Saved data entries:
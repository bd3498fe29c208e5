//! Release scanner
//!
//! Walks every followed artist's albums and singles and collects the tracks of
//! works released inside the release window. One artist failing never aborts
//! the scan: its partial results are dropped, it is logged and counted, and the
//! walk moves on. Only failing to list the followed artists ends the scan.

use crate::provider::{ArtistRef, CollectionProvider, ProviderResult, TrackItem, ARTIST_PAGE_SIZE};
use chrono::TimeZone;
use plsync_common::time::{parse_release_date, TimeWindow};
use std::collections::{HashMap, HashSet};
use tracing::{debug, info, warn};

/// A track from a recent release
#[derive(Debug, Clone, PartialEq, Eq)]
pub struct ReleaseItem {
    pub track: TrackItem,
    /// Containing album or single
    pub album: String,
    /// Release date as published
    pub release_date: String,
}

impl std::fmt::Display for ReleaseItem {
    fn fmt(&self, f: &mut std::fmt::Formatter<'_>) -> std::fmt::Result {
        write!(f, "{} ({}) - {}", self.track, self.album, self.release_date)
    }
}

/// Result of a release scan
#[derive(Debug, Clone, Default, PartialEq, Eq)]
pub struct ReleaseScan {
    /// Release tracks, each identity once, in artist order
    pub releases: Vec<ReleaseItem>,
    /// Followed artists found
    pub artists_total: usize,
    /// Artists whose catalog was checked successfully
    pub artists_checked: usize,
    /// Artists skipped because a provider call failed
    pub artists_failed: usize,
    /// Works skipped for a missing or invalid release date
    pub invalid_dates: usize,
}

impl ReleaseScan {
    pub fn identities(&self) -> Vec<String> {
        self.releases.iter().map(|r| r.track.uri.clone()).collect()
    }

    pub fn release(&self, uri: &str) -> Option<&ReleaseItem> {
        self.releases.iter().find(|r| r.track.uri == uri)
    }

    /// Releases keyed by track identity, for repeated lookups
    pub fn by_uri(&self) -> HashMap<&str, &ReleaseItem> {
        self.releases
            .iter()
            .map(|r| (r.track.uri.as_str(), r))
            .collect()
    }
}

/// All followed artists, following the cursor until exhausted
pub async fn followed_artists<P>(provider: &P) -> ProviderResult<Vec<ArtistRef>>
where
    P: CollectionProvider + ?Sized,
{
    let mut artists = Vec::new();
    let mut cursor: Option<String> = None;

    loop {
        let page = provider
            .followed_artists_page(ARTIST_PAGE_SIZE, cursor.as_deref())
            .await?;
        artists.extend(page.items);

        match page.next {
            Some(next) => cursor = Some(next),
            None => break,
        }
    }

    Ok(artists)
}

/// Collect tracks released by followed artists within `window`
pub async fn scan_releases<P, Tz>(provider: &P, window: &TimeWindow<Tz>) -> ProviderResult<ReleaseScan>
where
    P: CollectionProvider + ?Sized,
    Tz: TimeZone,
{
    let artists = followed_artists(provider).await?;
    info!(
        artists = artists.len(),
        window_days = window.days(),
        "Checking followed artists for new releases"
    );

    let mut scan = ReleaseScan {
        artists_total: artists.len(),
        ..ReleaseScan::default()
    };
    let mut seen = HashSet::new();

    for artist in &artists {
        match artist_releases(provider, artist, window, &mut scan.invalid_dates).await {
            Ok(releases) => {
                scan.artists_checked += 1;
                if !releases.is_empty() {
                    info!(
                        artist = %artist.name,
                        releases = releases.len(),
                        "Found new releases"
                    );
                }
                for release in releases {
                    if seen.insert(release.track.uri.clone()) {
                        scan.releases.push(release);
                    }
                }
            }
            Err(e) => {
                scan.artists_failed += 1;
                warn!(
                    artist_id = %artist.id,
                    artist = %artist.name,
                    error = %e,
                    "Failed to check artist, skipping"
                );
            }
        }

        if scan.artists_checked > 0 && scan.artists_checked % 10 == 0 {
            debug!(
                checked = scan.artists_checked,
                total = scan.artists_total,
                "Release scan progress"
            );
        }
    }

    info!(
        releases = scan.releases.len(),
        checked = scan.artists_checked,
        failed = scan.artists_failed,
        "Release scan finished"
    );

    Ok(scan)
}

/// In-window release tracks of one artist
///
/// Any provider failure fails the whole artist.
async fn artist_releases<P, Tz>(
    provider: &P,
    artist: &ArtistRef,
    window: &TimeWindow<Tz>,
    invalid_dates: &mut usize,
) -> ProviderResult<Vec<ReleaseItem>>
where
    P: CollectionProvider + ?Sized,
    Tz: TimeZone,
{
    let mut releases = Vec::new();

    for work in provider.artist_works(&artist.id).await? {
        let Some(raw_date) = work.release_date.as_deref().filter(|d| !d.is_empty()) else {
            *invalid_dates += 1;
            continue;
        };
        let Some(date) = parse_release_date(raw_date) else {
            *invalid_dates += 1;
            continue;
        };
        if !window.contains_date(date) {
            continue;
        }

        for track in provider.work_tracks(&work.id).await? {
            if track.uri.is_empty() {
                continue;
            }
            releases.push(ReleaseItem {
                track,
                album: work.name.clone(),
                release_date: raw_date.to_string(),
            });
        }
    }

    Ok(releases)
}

■ **What to work on**: Filter the records, keeping only lines that contain "else", and show those lines.

■ **Response to this task**:
        let Some(raw_date) = work.release_date.as_deref().filter(|d| !d.is_empty()) else {
        let Some(date) = parse_release_date(raw_date) else {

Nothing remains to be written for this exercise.